Five things Friday roundup: Reading with new eyes

Ingredients for a Citrus Chili Oil from the cookbook All Under Heaven by Carolyn Phillips. Photo by Leann Augsburger. Ingredients for a Citrus Chili Oil from the cookbook All Under Heaven by Carolyn Phillips. Photo by Leann Augsburger.

Hot fragrant chili oil plays hide and seek with your tastebuds, and loosens your tongue to speak a word, any word you know, in Chinese, in gratitude.

1. Citrus Chili Oil with Black Beans. ingredients 

The house is fragrant with the crisp odors of this amazing condiment from All Under Heaven, the award-winning cookbook of 35 cuisines of China written by Carolyn Phillips, Leann’s co-adventurer in Taiwan (1976-78). We made it to complete the recipe for sesame noodles, but it transforms fried rice, and accents the flavors of newly imagined combinations. Think of orange, lemon, garlic, chili, sesame, ginger, fermented black beans all in perfect harmony in a drop of oil. If you cannot go to China, please let China come to you.

2. The Harvard Magazine gives credit where credit is due but not requested.

The recognition well deserved goes to Howard Zehr, for going back to the wisdom of his spiritual forebears to create a platform for his ground-breaking work on Restorative Justice. What began as a challenge to the payback forms of retributive justice has become a cross disciplinary movement for redemptive responses that work. Injury felt or evil done do not demand the old retaliatory answers. Changing Lens performed my third cataract surgery, and it peeled the eyes of my soul. Read the article, read Howard, read your world with new eyes.

3. Olly Olly Oxen Free.

Did you shout this to end “Hide and Seek” or “Kick the Can”? Our Bible study at Peace Mennonite Church last Sunday followed the Christian Century article by Timothy Jones on the first and last prayers of the Bible. Adam’s defense, “I was afraid, I was exposed, I hid,” led into a discussion of “Hide and Seek” as a primary model of spiritual game playing, Does God say, “Ready or not, here I come?” This reminded us of the catchphrase for declaring a truce at the end of a stalemate when someone could not be found, “Olly Olly Oxen Free!” Everyone shouts. “All ye, all ye, the game is over.” Can we learn to do this in the church?

4. “There are Known Knowns, things we know we know. There are Known Unknowns, things we do not know. But there are also Unknown Unknowns, what we don’t know we don’t know.”

The thinking of Donald Rumsfeld, the architect of the Iraq war, left us his favorite epigrams to mull over in his memory as we said goodbye to him last week, How do we go about grieving where he led us and the deaths in which we too were complicit? Mercy. Lord have mercy upon us.

5). “The foolish man built his house upon the sand,” children sing.

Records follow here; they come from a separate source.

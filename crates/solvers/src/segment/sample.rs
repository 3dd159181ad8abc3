//! Evenly spaced samples of the equality line and bound boundaries.
//!
//! Sampling is a display aid: it lets a presentation layer draw each line as
//! a polyline over a fixed `x1` grid. Values outside the non-negative quadrant
//! are emitted unchanged, and no row says anything about feasibility.

use std::iter::FusedIterator;

use segment_lp_core::{Bound, EqualityConstraint};

use super::ConfigError;

/// Largest number of rows a sampling config may request.
pub const MAX_SAMPLES: usize = 1 << 20;

/// Grid for [`sample_curve`]: rows at `x1 = 0, step, 2·step, …` up to `x_max`.
#[derive(Debug, Clone, Copy, PartialEq)]
pub struct Config {
    step: f64,
    x_max: f64,
}

impl Default for Config {
    /// Half-serving steps from 0 to 7, wide enough to show both vitamin C
    /// boundaries of the fruit-servings problem.
    fn default() -> Self {
        Self {
            step: 0.5,
            x_max: 7.0,
        }
    }
}

impl Config {
    /// Creates a new sampling config.
    ///
    /// # Errors
    ///
    /// Returns an error if `step` is not finite and positive, `x_max` is not
    /// finite and non-negative, or the grid would exceed [`MAX_SAMPLES`] rows.
    pub fn new(step: f64, x_max: f64) -> Result<Self, ConfigError> {
        if !step.is_finite() || step <= 0.0 {
            return Err(ConfigError::Step);
        }
        if !x_max.is_finite() || x_max < 0.0 {
            return Err(ConfigError::XMax);
        }
        if (x_max / step).floor() >= MAX_SAMPLES as f64 {
            return Err(ConfigError::TooManySamples { limit: MAX_SAMPLES });
        }

        Ok(Self { step, x_max })
    }

    #[must_use]
    pub fn step(&self) -> f64 {
        self.step
    }

    #[must_use]
    pub fn x_max(&self) -> f64 {
        self.x_max
    }

    /// Returns the number of rows, `floor(x_max / step) + 1`.
    #[must_use]
    #[allow(clippy::cast_possible_truncation, clippy::cast_sign_loss)]
    pub fn len(&self) -> usize {
        (self.x_max / self.step).floor() as usize + 1
    }

    /// Always false: a grid has at least the `x1 = 0` row.
    #[must_use]
    pub fn is_empty(&self) -> bool {
        false
    }
}

/// One row of a sampled curve.
#[derive(Debug, Clone, PartialEq)]
pub struct Sample {
    pub x1: f64,

    /// `x2` on the equality line, or `None` if the line is vertical.
    pub equality_x2: Option<f64>,

    /// `x2` on each bound's boundary line, in bound order.
    pub bound_x2: Vec<Option<f64>>,
}

/// A lazily evaluated, restartable set of samples.
///
/// Each call to [`SampleCurve::iter`] starts a fresh pass over the grid.
#[derive(Debug, Clone, Copy)]
pub struct SampleCurve<'a> {
    equality: &'a EqualityConstraint,
    bounds: &'a [Bound],
    step: f64,
    len: usize,
}

/// Samples the equality line and every bound's boundary line on a grid.
#[must_use]
pub fn sample_curve<'a>(
    equality: &'a EqualityConstraint,
    bounds: &'a [Bound],
    config: &Config,
) -> SampleCurve<'a> {
    SampleCurve {
        equality,
        bounds,
        step: config.step(),
        len: config.len(),
    }
}

impl<'a> SampleCurve<'a> {
    /// Returns an iterator over the rows, starting from `x1 = 0`.
    #[must_use]
    pub fn iter(&self) -> Samples<'a> {
        Samples {
            curve: *self,
            next: 0,
        }
    }

    /// Returns the number of rows.
    #[must_use]
    pub fn len(&self) -> usize {
        self.len
    }

    #[must_use]
    pub fn is_empty(&self) -> bool {
        self.len == 0
    }
}

impl<'a> IntoIterator for &SampleCurve<'a> {
    type Item = Sample;
    type IntoIter = Samples<'a>;

    fn into_iter(self) -> Self::IntoIter {
        self.iter()
    }
}

impl<'a> IntoIterator for SampleCurve<'a> {
    type Item = Sample;
    type IntoIter = Samples<'a>;

    fn into_iter(self) -> Self::IntoIter {
        self.iter()
    }
}

/// Iterator over the rows of a [`SampleCurve`].
#[derive(Debug, Clone)]
pub struct Samples<'a> {
    curve: SampleCurve<'a>,
    next: usize,
}

impl Iterator for Samples<'_> {
    type Item = Sample;

    fn next(&mut self) -> Option<Self::Item> {
        if self.next >= self.curve.len {
            return None;
        }

        // Multiplying avoids the drift of repeated addition.
        #[allow(clippy::cast_precision_loss)]
        let x1 = self.next as f64 * self.curve.step;
        self.next += 1;

        Some(Sample {
            x1,
            equality_x2: self.curve.equality.x2_at(x1),
            bound_x2: self
                .curve
                .bounds
                .iter()
                .map(|bound| bound.boundary_x2_at(x1))
                .collect(),
        })
    }

    fn size_hint(&self) -> (usize, Option<usize>) {
        let remaining = self.curve.len - self.next;
        (remaining, Some(remaining))
    }
}

impl ExactSizeIterator for Samples<'_> {}

impl FusedIterator for Samples<'_> {}

#[cfg(test)]
mod tests {
    use super::*;

    use approx::assert_relative_eq;
    use segment_lp_core::LinearExpr;

    fn fruit_bounds() -> [Bound; 2] {
        let vitamin_c = LinearExpr::new(8.8, 5.2);
        [
            Bound::at_least(vitamin_c, 20.0),
            Bound::at_most(vitamin_c, 60.0),
        ]
    }

    #[test]
    fn default_grid_matches_fruit_chart() {
        let equality = EqualityConstraint::sum(5.0);
        let bounds = fruit_bounds();
        let curve = sample_curve(&equality, &bounds, &Config::default());

        assert_eq!(curve.len(), 15);

        let rows: Vec<Sample> = curve.iter().collect();
        assert_eq!(rows.len(), 15);
        assert_relative_eq!(rows[0].x1, 0.0);
        assert_relative_eq!(rows[14].x1, 7.0);

        let first = &rows[0];
        assert_relative_eq!(first.equality_x2.unwrap(), 5.0);
        assert_relative_eq!(first.bound_x2[0].unwrap(), 20.0 / 5.2);
        assert_relative_eq!(first.bound_x2[1].unwrap(), 60.0 / 5.2);
    }

    #[test]
    fn negative_values_are_emitted() {
        let equality = EqualityConstraint::sum(5.0);
        let curve = sample_curve(&equality, &[], &Config::default());

        let last = curve.iter().last().expect("non-empty grid");
        assert_relative_eq!(last.equality_x2.unwrap(), -2.0);
        assert!(last.bound_x2.is_empty());
    }

    #[test]
    fn curve_is_restartable() {
        let equality = EqualityConstraint::sum(5.0);
        let bounds = fruit_bounds();
        let curve = sample_curve(&equality, &bounds, &Config::default());

        let first: Vec<Sample> = curve.iter().collect();
        let second: Vec<Sample> = (&curve).into_iter().collect();
        assert_eq!(first, second);
    }

    #[test]
    fn iterator_reports_exact_length() {
        let equality = EqualityConstraint::sum(5.0);
        let curve = sample_curve(&equality, &[], &Config::new(1.0, 3.0).unwrap());

        let mut iter = curve.iter();
        assert_eq!(iter.len(), 4);
        iter.next();
        assert_eq!(iter.len(), 3);
        assert_eq!(iter.by_ref().count(), 3);
        assert!(iter.next().is_none());
    }

    #[test]
    fn zero_width_grid_has_one_row() {
        let equality = EqualityConstraint::sum(5.0);
        let curve = sample_curve(&equality, &[], &Config::new(0.5, 0.0).unwrap());

        let rows: Vec<Sample> = curve.iter().collect();
        assert_eq!(rows.len(), 1);
        assert_relative_eq!(rows[0].x1, 0.0);
    }

    #[test]
    fn vertical_lines_have_no_x2() {
        let equality = EqualityConstraint::new(LinearExpr::new(1.0, 0.0), 5.0);
        let bounds = [Bound::at_most(LinearExpr::new(1.0, 0.0), 3.0)];
        let curve = sample_curve(&equality, &bounds, &Config::new(1.0, 2.0).unwrap());

        for row in &curve {
            assert!(row.equality_x2.is_none());
            assert_eq!(row.bound_x2, vec![None]);
        }
    }

    #[test]
    fn rejects_invalid_config() {
        assert_eq!(Config::new(0.0, 7.0), Err(ConfigError::Step));
        assert_eq!(Config::new(-0.5, 7.0), Err(ConfigError::Step));
        assert_eq!(Config::new(f64::NAN, 7.0), Err(ConfigError::Step));
        assert_eq!(Config::new(0.5, -1.0), Err(ConfigError::XMax));
        assert_eq!(Config::new(0.5, f64::INFINITY), Err(ConfigError::XMax));
        assert_eq!(
            Config::new(1e-12, 1e6),
            Err(ConfigError::TooManySamples { limit: MAX_SAMPLES })
        );
    }
}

Jesus’ warning seems so clear in every child’s sandbox. But not to adults who invest millions and multiply them by setting high rise buildings on hundred-foot pilings. “Sand spits are not meant to be developed”, Floridians are saying this week. One man is opined, “As far as I’m concerned, it’s greed. It’s the nature of America.” Every morning the count creeps higher, and prayers of lament and sad tears for devastated families link us to Surfside. This week, a first survivor, a black cat from the ninth floor.